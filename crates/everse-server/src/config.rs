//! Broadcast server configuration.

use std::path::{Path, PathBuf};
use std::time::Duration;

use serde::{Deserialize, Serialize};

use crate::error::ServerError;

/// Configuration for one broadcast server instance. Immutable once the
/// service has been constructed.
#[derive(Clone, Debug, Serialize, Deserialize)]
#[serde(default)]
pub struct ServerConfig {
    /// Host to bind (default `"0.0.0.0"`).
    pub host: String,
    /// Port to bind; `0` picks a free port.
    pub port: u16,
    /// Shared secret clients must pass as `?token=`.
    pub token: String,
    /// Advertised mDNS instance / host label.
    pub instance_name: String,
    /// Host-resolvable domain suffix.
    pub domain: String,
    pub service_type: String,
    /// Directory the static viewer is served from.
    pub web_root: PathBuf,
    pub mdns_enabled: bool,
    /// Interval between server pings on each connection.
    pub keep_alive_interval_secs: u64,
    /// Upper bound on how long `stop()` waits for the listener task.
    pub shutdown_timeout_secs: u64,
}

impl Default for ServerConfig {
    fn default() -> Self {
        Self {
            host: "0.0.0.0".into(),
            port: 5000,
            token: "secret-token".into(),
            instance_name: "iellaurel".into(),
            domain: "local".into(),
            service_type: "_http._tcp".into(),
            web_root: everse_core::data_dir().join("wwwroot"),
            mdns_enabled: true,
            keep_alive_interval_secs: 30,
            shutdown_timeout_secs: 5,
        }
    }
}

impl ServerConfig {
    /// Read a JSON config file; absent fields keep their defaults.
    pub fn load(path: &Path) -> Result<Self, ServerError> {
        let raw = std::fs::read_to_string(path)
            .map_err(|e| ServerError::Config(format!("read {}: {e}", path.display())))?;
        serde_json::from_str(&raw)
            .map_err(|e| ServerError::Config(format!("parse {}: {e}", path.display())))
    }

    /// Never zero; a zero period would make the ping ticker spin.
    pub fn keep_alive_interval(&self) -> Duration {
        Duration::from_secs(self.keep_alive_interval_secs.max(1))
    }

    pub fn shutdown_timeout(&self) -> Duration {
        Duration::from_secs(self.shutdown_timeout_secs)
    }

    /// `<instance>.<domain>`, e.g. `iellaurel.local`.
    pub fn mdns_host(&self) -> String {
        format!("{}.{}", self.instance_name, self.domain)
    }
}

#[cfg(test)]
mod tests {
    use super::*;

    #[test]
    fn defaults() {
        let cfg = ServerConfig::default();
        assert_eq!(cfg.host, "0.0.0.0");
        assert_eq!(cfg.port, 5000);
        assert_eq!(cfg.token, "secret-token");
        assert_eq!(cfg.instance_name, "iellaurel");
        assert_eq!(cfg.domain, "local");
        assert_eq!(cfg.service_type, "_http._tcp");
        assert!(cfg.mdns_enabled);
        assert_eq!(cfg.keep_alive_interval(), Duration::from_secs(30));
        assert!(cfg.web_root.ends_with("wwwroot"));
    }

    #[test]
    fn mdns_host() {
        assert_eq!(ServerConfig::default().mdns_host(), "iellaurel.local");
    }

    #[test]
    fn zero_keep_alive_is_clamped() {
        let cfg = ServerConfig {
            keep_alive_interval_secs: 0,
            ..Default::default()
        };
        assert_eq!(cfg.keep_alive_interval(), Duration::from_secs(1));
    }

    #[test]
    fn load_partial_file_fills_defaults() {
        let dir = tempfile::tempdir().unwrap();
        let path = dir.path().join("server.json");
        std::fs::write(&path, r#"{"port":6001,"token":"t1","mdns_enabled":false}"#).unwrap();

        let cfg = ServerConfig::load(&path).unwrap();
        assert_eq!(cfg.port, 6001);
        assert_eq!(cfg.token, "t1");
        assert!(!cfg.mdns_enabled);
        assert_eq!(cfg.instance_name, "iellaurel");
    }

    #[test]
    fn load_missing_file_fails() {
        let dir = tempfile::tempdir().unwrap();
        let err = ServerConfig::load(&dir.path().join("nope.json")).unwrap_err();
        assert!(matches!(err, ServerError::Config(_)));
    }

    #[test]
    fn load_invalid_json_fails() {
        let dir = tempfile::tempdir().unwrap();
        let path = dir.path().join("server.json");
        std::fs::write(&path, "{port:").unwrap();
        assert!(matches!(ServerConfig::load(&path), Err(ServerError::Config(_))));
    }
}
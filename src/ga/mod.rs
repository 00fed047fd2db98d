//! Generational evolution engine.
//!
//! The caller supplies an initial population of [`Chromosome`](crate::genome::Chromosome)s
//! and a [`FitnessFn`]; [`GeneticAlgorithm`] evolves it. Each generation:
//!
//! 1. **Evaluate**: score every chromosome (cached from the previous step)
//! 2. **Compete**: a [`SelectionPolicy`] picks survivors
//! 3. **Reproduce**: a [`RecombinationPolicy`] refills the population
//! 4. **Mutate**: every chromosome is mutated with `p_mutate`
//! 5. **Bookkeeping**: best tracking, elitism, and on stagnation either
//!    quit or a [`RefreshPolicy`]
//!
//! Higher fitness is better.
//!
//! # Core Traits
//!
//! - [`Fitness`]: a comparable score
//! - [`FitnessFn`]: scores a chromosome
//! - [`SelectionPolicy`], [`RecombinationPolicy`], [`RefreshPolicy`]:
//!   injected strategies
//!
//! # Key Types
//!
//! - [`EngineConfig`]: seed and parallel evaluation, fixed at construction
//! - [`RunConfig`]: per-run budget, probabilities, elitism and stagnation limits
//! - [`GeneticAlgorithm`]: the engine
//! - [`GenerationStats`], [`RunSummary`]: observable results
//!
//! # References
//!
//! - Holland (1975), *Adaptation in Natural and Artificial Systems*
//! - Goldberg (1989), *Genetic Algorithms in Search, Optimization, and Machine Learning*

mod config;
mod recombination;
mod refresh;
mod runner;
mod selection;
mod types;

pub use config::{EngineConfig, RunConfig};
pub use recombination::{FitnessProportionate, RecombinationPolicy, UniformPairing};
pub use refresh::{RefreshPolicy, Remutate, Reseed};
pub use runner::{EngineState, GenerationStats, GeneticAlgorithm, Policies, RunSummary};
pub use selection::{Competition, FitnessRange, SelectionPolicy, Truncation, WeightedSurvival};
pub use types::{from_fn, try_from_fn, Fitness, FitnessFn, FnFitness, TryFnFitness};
###
Goal of the exercise:
Reproduce the entries above in full, verbatim.

Result of this task:
filename crates/everse-server/src/config.rs
//! Broadcast server configuration.

use std::path::{Path, PathBuf};
use std::time::Duration;

use serde::{Deserialize, Serialize};

use crate::error::ServerError;

/// Configuration for one broadcast server instance. Immutable once the
/// service has been constructed.
#[derive(Clone, Debug, Serialize, Deserialize)]
#[serde(default)]
pub struct ServerConfig {
    /// Host to bind (default `"0.0.0.0"`).
    pub host: String,
    /// Port to bind; `0` picks a free port.
    pub port: u16,
    /// Shared secret clients must pass as `?token=`.
    pub token: String,
    /// Advertised mDNS instance / host label.
    pub instance_name: String,
    /// Host-resolvable domain suffix.
    pub domain: String,
    pub service_type: String,
    /// Directory the static viewer is served from.
    pub web_root: PathBuf,
    pub mdns_enabled: bool,
    /// Interval between server pings on each connection.
    pub keep_alive_interval_secs: u64,
    /// Upper bound on how long `stop()` waits for the listener task.
    pub shutdown_timeout_secs: u64,
}

impl Default for ServerConfig {
    fn default() -> Self {
        Self {
            host: "0.0.0.0".into(),
            port: 5000,
            token: "secret-token".into(),
            instance_name: "iellaurel".into(),
            domain: "local".into(),
            service_type: "_http._tcp".into(),
            web_root: everse_core::data_dir().join("wwwroot"),
            mdns_enabled: true,
            keep_alive_interval_secs: 30,
            shutdown_timeout_secs: 5,
        }
    }
}

impl ServerConfig {
    /// Read a JSON config file; absent fields keep their defaults.
    pub fn load(path: &Path) -> Result<Self, ServerError> {
        let raw = std::fs::read_to_string(path)
            .map_err(|e| ServerError::Config(format!("read {}: {e}", path.display())))?;
        serde_json::from_str(&raw)
            .map_err(|e| ServerError::Config(format!("parse {}: {e}", path.display())))
    }

    /// Never zero; a zero period would make the ping ticker spin.
    pub fn keep_alive_interval(&self) -> Duration {
        Duration::from_secs(self.keep_alive_interval_secs.max(1))
    }

    pub fn shutdown_timeout(&self) -> Duration {
        Duration::from_secs(self.shutdown_timeout_secs)
    }

    /// `<instance>.<domain>`, e.g. `iellaurel.local`.
    pub fn mdns_host(&self) -> String {
        format!("{}.{}", self.instance_name, self.domain)
    }
}

#[cfg(test)]
mod tests {
    use super::*;

    #[test]
    fn defaults() {
        let cfg = ServerConfig::default();
        assert_eq!(cfg.host, "0.0.0.0");
        assert_eq!(cfg.port, 5000);
        assert_eq!(cfg.token, "secret-token");
        assert_eq!(cfg.instance_name, "iellaurel");
        assert_eq!(cfg.domain, "local");
        assert_eq!(cfg.service_type, "_http._tcp");
        assert!(cfg.mdns_enabled);
        assert_eq!(cfg.keep_alive_interval(), Duration::from_secs(30));
        assert!(cfg.web_root.ends_with("wwwroot"));
    }

    #[test]
    fn mdns_host() {
        assert_eq!(ServerConfig::default().mdns_host(), "iellaurel.local");
    }

    #[test]
    fn zero_keep_alive_is_clamped() {
        let cfg = ServerConfig {
            keep_alive_interval_secs: 0,
            ..Default::default()
        };
        assert_eq!(cfg.keep_alive_interval(), Duration::from_secs(1));
    }

    #[test]
    fn load_partial_file_fills_defaults() {
        let dir = tempfile::tempdir().unwrap();
        let path = dir.path().join("server.json");
        std::fs::write(&path, r#"{"port":6001,"token":"t1","mdns_enabled":false}"#).unwrap();

        let cfg = ServerConfig::load(&path).unwrap();
        assert_eq!(cfg.port, 6001);
        assert_eq!(cfg.token, "t1");
        assert!(!cfg.mdns_enabled);
        assert_eq!(cfg.instance_name, "iellaurel");
    }

    #[test]
    fn load_missing_file_fails() {
        let dir = tempfile::tempdir().unwrap();
        let err = ServerConfig::load(&dir.path().join("nope.json")).unwrap_err();
        assert!(matches!(err, ServerError::Config(_)));
    }

    #[test]
    fn load_invalid_json_fails() {
        let dir = tempfile::tempdir().unwrap();
        let path = dir.path().join("server.json");
        std::fs::write(&path, "{port:").unwrap();
        assert!(matches!(ServerConfig::load(&path), Err(ServerError::Config(_))));
    }
}
filename src/ga/mod.rs
repository 00fed047fd2db98d
//! Generational evolution engine.
//!
//! The caller supplies an initial population of [`Chromosome`](crate::genome::Chromosome)s
//! and a [`FitnessFn`]; [`GeneticAlgorithm`] evolves it. Each generation:
//!
//! 1. **Evaluate**: score every chromosome (cached from the previous step)
//! 2. **Compete**: a [`SelectionPolicy`] picks survivors
//! 3. **Reproduce**: a [`RecombinationPolicy`] refills the population
//! 4. **Mutate**: every chromosome is mutated with `p_mutate`
//! 5. **Bookkeeping**: best tracking, elitism, and on stagnation either
//!    quit or a [`RefreshPolicy`]
//!
//! Higher fitness is better.
//!
//! # Core Traits
//!
//! - [`Fitness`]: a comparable score
//! - [`FitnessFn`]: scores a chromosome
//! - [`SelectionPolicy`], [`RecombinationPolicy`], [`RefreshPolicy`]:
//!   injected strategies
//!
//! # Key Types
//!
//! - [`EngineConfig`]: seed and parallel evaluation, fixed at construction
//! - [`RunConfig`]: per-run budget, probabilities, elitism and stagnation limits
//! - [`GeneticAlgorithm`]: the engine
//! - [`GenerationStats`], [`RunSummary`]: observable results
//!
//! # References
//!
//! - Holland (1975), *Adaptation in Natural and Artificial Systems*
//! - Goldberg (1989), *Genetic Algorithms in Search, Optimization, and Machine Learning*

mod config;
mod recombination;
mod refresh;
mod runner;
mod selection;
mod types;

pub use config::{EngineConfig, RunConfig};
pub use recombination::{FitnessProportionate, RecombinationPolicy, UniformPairing};
pub use refresh::{RefreshPolicy, Remutate, Reseed};
pub use runner::{EngineState, GenerationStats, GeneticAlgorithm, Policies, RunSummary};
pub use selection::{Competition, FitnessRange, SelectionPolicy, Truncation, WeightedSurvival};
pub use types::{from_fn, try_from_fn, Fitness, FitnessFn, FnFitness, TryFnFitness};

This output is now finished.